Saved data entries:
────────────────────────────────────────

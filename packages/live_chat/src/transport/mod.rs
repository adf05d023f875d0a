//! Push transport: connection lifecycle, topic subscriptions, publishing.

pub mod stomp;
pub mod websocket;

use std::fmt;
use std::future::Future;
use std::sync::Arc;

use tokio::sync::watch;

use crate::error::ChatResult;

pub use websocket::StompTransport;

/// Lifecycle of a transport connection.
///
/// `Disconnected -> Connecting -> Connected -> Subscribed -> Closed`, with an
/// error edge from any non-closed state to `Closed`. A `connect` issued after
/// `Closed` passes through `Reconnecting` instead of `Connecting`.
#[derive(Debug, Clone, Copy, PartialEq, Eq, Hash)]
pub enum ConnectionState {
    Disconnected,
    Connecting,
    Connected,
    Subscribed,
    Reconnecting,
    Closed,
}

impl ConnectionState {
    /// Whether publishing is allowed in this state.
    pub fn can_publish(&self) -> bool {
        matches!(self, Self::Connected | Self::Subscribed)
    }

    pub fn is_connecting(&self) -> bool {
        matches!(self, Self::Connecting | Self::Reconnecting)
    }
}

impl fmt::Display for ConnectionState {
    fn fmt(&self, f: &mut fmt::Formatter<'_>) -> fmt::Result {
        let s = match self {
            Self::Disconnected => "disconnected",
            Self::Connecting => "connecting",
            Self::Connected => "connected",
            Self::Subscribed => "subscribed",
            Self::Reconnecting => "reconnecting",
            Self::Closed => "closed",
        };
        f.write_str(s)
    }
}

/// A message delivered on a subscribed topic.
#[derive(Debug, Clone, PartialEq, Eq)]
pub struct InboundFrame {
    pub topic: String,
    pub headers: Vec<(String, String)>,
    pub body: String,
}

/// Invoked once per inbound message, in arrival order per topic. Runs on the
/// transport's reader; it must not call back into `subscribe`, `unsubscribe`
/// or `disconnect`.
pub type InboundHandler = Arc<dyn Fn(InboundFrame) + Send + Sync>;

#[derive(Debug, Clone, PartialEq, Eq, Hash)]
pub struct SubscriptionHandle {
    pub id: String,
    pub topic: String,
}

/// The push-channel contract a chat session drives.
///
/// Implementations own their connection exclusively; nothing here is a
/// process-wide singleton.
pub trait Transport: Send + Sync + 'static {
    /// Establish the connection. No automatic retry: the caller decides.
    fn connect(&self, endpoint: &str) -> impl Future<Output = ChatResult<()>> + Send;

    /// Register `handler` for `topic`. Valid from `Connected` onwards.
    /// Subscribing to a topic that is already subscribed returns the existing
    /// handle.
    fn subscribe(&self, topic: &str, handler: InboundHandler) -> ChatResult<SubscriptionHandle>;

    fn unsubscribe(&self, handle: &SubscriptionHandle) -> ChatResult<()>;

    /// Fire-and-forget send. Headers are attached verbatim.
    fn publish(&self, topic: &str, headers: &[(String, String)], body: &str) -> ChatResult<()>;

    /// Idempotent; always ends in `Closed` and releases all subscriptions.
    fn disconnect(&self);

    fn state(&self) -> ConnectionState;

    fn watch_state(&self) -> watch::Receiver<ConnectionState>;
}
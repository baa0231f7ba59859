//! Common time/period helpers for rover_core.

/// Number of microseconds in one second.
pub const MICROS_PER_SEC: u64 = 1_000_000;

/// Compute the tick period in microseconds for a given loop rate in Hz.
/// - Clamps `hz` to at least 1 to avoid division by zero.
/// - Ensures result is at least 1 microsecond.
#[inline]
pub fn period_us(hz: u32) -> u64 {
    debug_assert!(hz > 0, "tick_hz must be > 0");
    (MICROS_PER_SEC / u64::from(hz.max(1))).max(1)
}
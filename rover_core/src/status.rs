//! Per-tick status reporting and the status LED blink pattern.

use crate::safety::SafetyState;

/// What the drive stage was told during one tick.
#[derive(Debug, Clone, Copy, PartialEq, Eq)]
pub enum DriveOutput {
    /// `stop_all_motors` was issued.
    Stopped,
    /// `set_both_motors` was issued with these signed speeds.
    Driving { left: i32, right: i32 },
}

/// Public result of a single control cycle.
#[derive(Debug, Clone, Copy, PartialEq, Eq)]
pub struct TickReport {
    /// Gate state at the end of the cycle.
    pub state: SafetyState,
    /// Connected sources processed this cycle.
    pub sources: usize,
    /// Last command handed to the actuator; `None` if nothing was issued.
    pub output: Option<DriveOutput>,
    /// `set_both_motors` calls that failed during this cycle.
    pub actuator_faults: u64,
}

/// Blink half-period for a state; `None` means solid on.
pub fn blink_half_period_ms(state: SafetyState) -> Option<u64> {
    match state {
        SafetyState::EmergencyStop => Some(100),
        SafetyState::Disconnected => Some(1000),
        SafetyState::ConnectedDisarmed => Some(500),
        SafetyState::ConnectedArmed => None,
    }
}

/// Tracks the status LED level so the device is only written on change.
#[derive(Debug, Clone, Default)]
pub struct StatusLed {
    level: bool,
    last_toggle_ms: u64,
    written: bool,
}

impl StatusLed {
    pub fn new() -> Self {
        Self::default()
    }

    pub fn level(&self) -> bool {
        self.level
    }

    /// Advance the pattern; returns the new level when the LED must be written.
    pub fn update(&mut self, state: SafetyState, now_ms: u64) -> Option<bool> {
        match blink_half_period_ms(state) {
            None => {
                let changed = !self.level || !self.written;
                self.level = true;
                self.written = true;
                changed.then_some(true)
            }
            Some(half) => {
                if now_ms.saturating_sub(self.last_toggle_ms) > half {
                    self.level = !self.level;
                    self.last_toggle_ms = now_ms;
                    self.written = true;
                    Some(self.level)
                } else {
                    None
                }
            }
        }
    }
}

#[cfg(test)]
mod tests {
    use super::*;

    #[test]
    fn armed_is_solid_and_written_once() {
        let mut led = StatusLed::new();
        assert_eq!(led.update(SafetyState::ConnectedArmed, 0), Some(true));
        assert_eq!(led.update(SafetyState::ConnectedArmed, 5000), None);
    }

    #[test]
    fn disconnected_blinks_slowly() {
        let mut led = StatusLed::new();
        assert_eq!(led.update(SafetyState::Disconnected, 1000), None);
        assert_eq!(led.update(SafetyState::Disconnected, 1001), Some(true));
        assert_eq!(led.update(SafetyState::Disconnected, 1500), None);
        assert_eq!(led.update(SafetyState::Disconnected, 2002), Some(false));
    }

    #[test]
    fn emergency_stop_blinks_fast() {
        let mut led = StatusLed::new();
        assert_eq!(led.update(SafetyState::EmergencyStop, 101), Some(true));
        assert_eq!(led.update(SafetyState::EmergencyStop, 202), Some(false));
    }
}
mod cli;
mod drive;
mod error_fmt;
mod rt;

use std::path::Path;
use std::sync::Arc;
use std::sync::atomic::{AtomicBool, Ordering};

use clap::Parser;
use eyre::WrapErr;
use rover_config::Config;
use rover_core::RoverError;

use crate::cli::{Cli, Commands, FILE_GUARD, JSON_MODE, RtOpts};
use crate::error_fmt::{exit_code_for_error, format_error_json, humanize};

fn main() {
    if let Err(e) = color_eyre::install() {
        eprintln!("warning: color-eyre not installed: {e}");
    }
    let cli = Cli::parse();
    let _ = JSON_MODE.set(cli.json);

    if let Err(err) = run(cli) {
        if JSON_MODE.get().copied().unwrap_or(false) {
            println!("{}", format_error_json(&err));
        } else {
            eprintln!("{}", humanize(&err));
        }
        std::process::exit(exit_code_for_error(&err));
    }
}

fn load_config(path: Option<&Path>) -> eyre::Result<Config> {
    match path {
        Some(p) => rover_config::load_file(p)
            .map_err(|e| eyre::Report::new(RoverError::Config(format!("{e}")))),
        None => Ok(Config::default()),
    }
}

fn init_tracing(json: bool, level: &str, logging: &rover_config::Logging) -> eyre::Result<()> {
    use tracing_subscriber::{EnvFilter, Layer, Registry, fmt, prelude::*};

    let console_filter =
        EnvFilter::try_from_default_env().unwrap_or_else(|_| EnvFilter::new(level));
    let mut layers: Vec<Box<dyn Layer<Registry> + Send + Sync>> = Vec::new();
    if json {
        layers.push(
            fmt::layer()
                .json()
                .with_writer(std::io::stderr)
                .with_filter(console_filter)
                .boxed(),
        );
    } else {
        layers.push(
            fmt::layer()
                .with_target(false)
                .with_writer(std::io::stderr)
                .with_filter(console_filter)
                .boxed(),
        );
    }

    if let Some(file) = logging.file.as_deref() {
        let path = Path::new(file);
        let dir = path
            .parent()
            .filter(|p| !p.as_os_str().is_empty())
            .unwrap_or_else(|| Path::new("."));
        let name = path
            .file_name()
            .ok_or_else(|| eyre::eyre!("logging.file has no file name: {file}"))?;
        let appender = match logging.rotation.as_deref() {
            Some("daily") => tracing_appender::rolling::daily(dir, name),
            Some("hourly") => tracing_appender::rolling::hourly(dir, name),
            _ => tracing_appender::rolling::never(dir, name),
        };
        let (writer, guard) = tracing_appender::non_blocking(appender);
        let _ = FILE_GUARD.set(guard);
        let file_level = logging.level.as_deref().unwrap_or("info");
        layers.push(
            fmt::layer()
                .json()
                .with_ansi(false)
                .with_writer(writer)
                .with_filter(EnvFilter::new(file_level))
                .boxed(),
        );
    }

    tracing_subscriber::registry()
        .with(layers)
        .try_init()
        .map_err(|e| eyre::eyre!("failed to initialise logging: {e}"))
}

fn run(cli: Cli) -> eyre::Result<()> {
    let cfg = load_config(cli.config.as_deref())?;
    init_tracing(cli.json, &cli.log_level, &cfg.logging)?;

    match cli.cmd {
        Commands::Drive {
            ticks,
            tick_hz,
            stats,
            sim_connect,
            rt,
            rt_prio,
            rt_lock,
            rt_cpu,
        } => {
            let shutdown = Arc::new(AtomicBool::new(false));
            {
                let flag = Arc::clone(&shutdown);
                ctrlc::set_handler(move || flag.store(true, Ordering::Relaxed))
                    .wrap_err("install Ctrl-C handler")?;
            }
            let mut stack = drive::assemble(&cfg, tick_hz)?;
            if sim_connect {
                stack.sim_connect();
            }
            let opts = RtOpts {
                enabled: rt,
                prio: rt_prio,
                lock: rt_lock,
                cpu: rt_cpu,
            };
            let loop_stats = drive::run_drive(&mut stack, ticks, stats, opts, shutdown)?;
            let state = stack.rover.state();
            if cli.json {
                println!(
                    "{}",
                    serde_json::json!({
                        "ticks": loop_stats.ticks,
                        "missed_deadlines": loop_stats.missed_deadlines,
                        "actuator_faults": loop_stats.actuator_faults,
                        "state": state.as_str(),
                    })
                );
            } else {
                println!("drive stopped after {} ticks ({state})", loop_stats.ticks);
            }
        }
        Commands::SelfCheck => {
            let mut stack = drive::assemble(&cfg, None)?;
            let state = drive::one_cycle(&mut stack)?;
            println!("OK ({} backend, {state})", stack.backend);
        }
        Commands::Health => {
            let mut stack = drive::assemble(&cfg, None)?;
            let state = drive::one_cycle(&mut stack)?;
            println!("{}", drive::health_json(&stack, state));
        }
    }
    Ok(())
}
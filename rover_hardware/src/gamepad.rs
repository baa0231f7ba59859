//! Gamepads through gilrs.
//!
//! Pads are assigned to the lowest free slot when they appear and keep it
//! until they disconnect. Face buttons follow the Xbox layout: South = A,
//! East = B, West = X, North = Y. The right trigger is the throttle.

use gilrs::{Axis, Button, EventType, GamepadId, Gilrs};
use rover_traits::{ConnectionEvent, ConnectionListener, DynError, InputHub, InputSource};

use crate::error::{HwError, Result};

const AXIS_SCALE: f32 = 512.0;
const TRIGGER_SCALE: f32 = 1023.0;

/// Cached state of one slot, refreshed on every poll.
#[derive(Debug, Clone, Copy, Default)]
struct PadSlot {
    id: Option<GamepadId>,
    axis_x: i32,
    axis_y: i32,
    throttle: i32,
    a: bool,
    b: bool,
    x: bool,
    y: bool,
}

impl PadSlot {
    fn clear(&mut self) {
        *self = Self::default();
    }
}

impl InputSource for PadSlot {
    fn is_connected(&self) -> bool {
        self.id.is_some()
    }
    fn axis_x(&self) -> i32 {
        self.axis_x
    }
    fn axis_y(&self) -> i32 {
        self.axis_y
    }
    fn throttle(&self) -> i32 {
        self.throttle
    }
    fn button_a(&self) -> bool {
        self.a
    }
    fn button_b(&self) -> bool {
        self.b
    }
    fn button_x(&self) -> bool {
        self.x
    }
    fn button_y(&self) -> bool {
        self.y
    }
}

pub struct GilrsHub {
    gilrs: Gilrs,
    slots: Vec<PadSlot>,
    listener: Option<Box<dyn ConnectionListener>>,
    /// Pads already present when the hub was opened, reported on first poll.
    pending: Vec<GamepadId>,
}

impl GilrsHub {
    pub fn new(max_gamepads: usize) -> Result<Self> {
        let gilrs = Gilrs::new().map_err(|e| HwError::Gamepad(e.to_string()))?;
        let pending: Vec<GamepadId> = gilrs.gamepads().map(|(id, _)| id).collect();
        tracing::info!(
            max_gamepads,
            already_connected = pending.len(),
            "gamepad hub open"
        );
        Ok(Self {
            gilrs,
            slots: vec![PadSlot::default(); max_gamepads],
            listener: None,
            pending,
        })
    }

    fn slot_of(&self, id: GamepadId) -> Option<usize> {
        self.slots.iter().position(|s| s.id == Some(id))
    }

    fn attach(&mut self, id: GamepadId) {
        if self.slot_of(id).is_some() {
            return;
        }
        let Some(slot) = self.slots.iter().position(|s| s.id.is_none()) else {
            tracing::warn!(?id, "no free gamepad slot; ignoring");
            return;
        };
        self.slots[slot].id = Some(id);
        tracing::info!(slot, name = self.gilrs.gamepad(id).name(), "gamepad attached");
        self.notify(ConnectionEvent::Connected { slot });
    }

    fn detach(&mut self, id: GamepadId) {
        if let Some(slot) = self.slot_of(id) {
            self.slots[slot].clear();
            self.notify(ConnectionEvent::Disconnected { slot });
        }
    }

    fn notify(&self, event: ConnectionEvent) {
        if let Some(listener) = &self.listener {
            listener.notify(event);
        }
    }

    fn refresh(&mut self) {
        for slot in &mut self.slots {
            let Some(id) = slot.id else { continue };
            let pad = self.gilrs.gamepad(id);
            slot.axis_x = scale(pad.value(Axis::LeftStickX), AXIS_SCALE);
            slot.axis_y = scale(pad.value(Axis::LeftStickY), AXIS_SCALE);
            slot.throttle = pad
                .button_data(Button::RightTrigger2)
                .map_or(0, |d| scale(d.value(), TRIGGER_SCALE));
            slot.a = pad.is_pressed(Button::South);
            slot.b = pad.is_pressed(Button::East);
            slot.x = pad.is_pressed(Button::West);
            slot.y = pad.is_pressed(Button::North);
        }
    }
}

fn scale(v: f32, full: f32) -> i32 {
    (v.clamp(-1.0, 1.0) * full).round() as i32
}

impl InputHub for GilrsHub {
    fn register(&mut self, listener: Box<dyn ConnectionListener>) {
        self.listener = Some(listener);
    }

    fn poll(&mut self) -> std::result::Result<(), DynError> {
        for id in std::mem::take(&mut self.pending) {
            self.attach(id);
        }
        while let Some(ev) = self.gilrs.next_event() {
            match ev.event {
                EventType::Connected => self.attach(ev.id),
                EventType::Disconnected => self.detach(ev.id),
                _ => {}
            }
        }
        self.refresh();
        Ok(())
    }

    fn slot_count(&self) -> usize {
        self.slots.len()
    }

    fn source(&self, slot: usize) -> Option<&dyn InputSource> {
        self.slots.get(slot).map(|s| s as &dyn InputSource)
    }
}

#[cfg(test)]
mod tests {
    use super::scale;

    #[test]
    fn scale_maps_unit_range_to_counts() {
        assert_eq!(scale(1.0, 512.0), 512);
        assert_eq!(scale(-1.0, 512.0), -512);
        assert_eq!(scale(0.5, 1023.0), 512);
        assert_eq!(scale(2.0, 512.0), 512);
    }
}
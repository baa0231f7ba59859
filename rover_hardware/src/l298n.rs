//! L298N dual H-bridge on Raspberry Pi GPIO.
//!
//! Each side has an enable pin driven with software PWM and two direction
//! inputs. IN1 high / IN2 low is forward.

use rppal::gpio::{Gpio, OutputPin};
use rover_traits::{Actuator, DynError};

use crate::error::{HwError, Result};

const PWM_FREQUENCY_HZ: f64 = 1000.0;

/// BCM pin numbers for one motor channel.
#[derive(Debug, Clone, Copy)]
pub struct MotorPins {
    pub enable: u8,
    pub in1: u8,
    pub in2: u8,
}

struct Channel {
    enable: OutputPin,
    in1: OutputPin,
    in2: OutputPin,
}

impl Channel {
    fn open(gpio: &Gpio, pins: MotorPins) -> Result<Self> {
        let out = |pin: u8| -> Result<OutputPin> {
            gpio.get(pin)
                .map(|p| p.into_output_low())
                .map_err(|e| HwError::Gpio(format!("pin {pin}: {e}")))
        };
        Ok(Self {
            enable: out(pins.enable)?,
            in1: out(pins.in1)?,
            in2: out(pins.in2)?,
        })
    }

    fn drive(&mut self, speed: u8, forward: bool) -> Result<()> {
        if speed == 0 {
            return self.coast();
        }
        if forward {
            self.in1.set_high();
            self.in2.set_low();
        } else {
            self.in1.set_low();
            self.in2.set_high();
        }
        let duty = f64::from(speed) / 255.0;
        self.enable
            .set_pwm_frequency(PWM_FREQUENCY_HZ, duty)
            .map_err(|e| HwError::Pwm(e.to_string()))
    }

    fn coast(&mut self) -> Result<()> {
        self.enable
            .clear_pwm()
            .map_err(|e| HwError::Pwm(e.to_string()))?;
        self.enable.set_low();
        self.in1.set_low();
        self.in2.set_low();
        Ok(())
    }
}

pub struct L298nActuator {
    left: Channel,
    right: Channel,
    enabled: bool,
}

impl L298nActuator {
    pub fn new(left: MotorPins, right: MotorPins) -> Result<Self> {
        let gpio = Gpio::new().map_err(|e| HwError::Gpio(e.to_string()))?;
        let left = Channel::open(&gpio, left)?;
        let right = Channel::open(&gpio, right)?;
        tracing::info!("L298N drive stage ready");
        Ok(Self {
            left,
            right,
            enabled: false,
        })
    }
}

impl Actuator for L298nActuator {
    fn set_both_motors(
        &mut self,
        left_speed: u8,
        left_forward: bool,
        right_speed: u8,
        right_forward: bool,
    ) -> std::result::Result<(), DynError> {
        if !self.enabled {
            return Ok(());
        }
        self.left.drive(left_speed, left_forward)?;
        self.right.drive(right_speed, right_forward)?;
        Ok(())
    }

    fn stop_all_motors(&mut self) -> std::result::Result<(), DynError> {
        self.left.coast()?;
        self.right.coast()?;
        Ok(())
    }

    fn enable_motors(&mut self, enable: bool) -> std::result::Result<(), DynError> {
        self.enabled = enable;
        if !enable {
            self.stop_all_motors()?;
        }
        tracing::debug!(enable, "motor enable");
        Ok(())
    }
}

impl Drop for L298nActuator {
    fn drop(&mut self) {
        if let Err(e) = self.stop_all_motors() {
            tracing::warn!(error = %e, "failed to stop motors on drop");
        }
    }
}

────────────────────────────────────────

= WHAT TO WORK ON =
Among the lines above, return those that contain the string "free".

= THE ANSWER =
//! Pads are assigned to the lowest free slot when they appear and keep it
            tracing::warn!(?id, "no free gamepad slot; ignoring");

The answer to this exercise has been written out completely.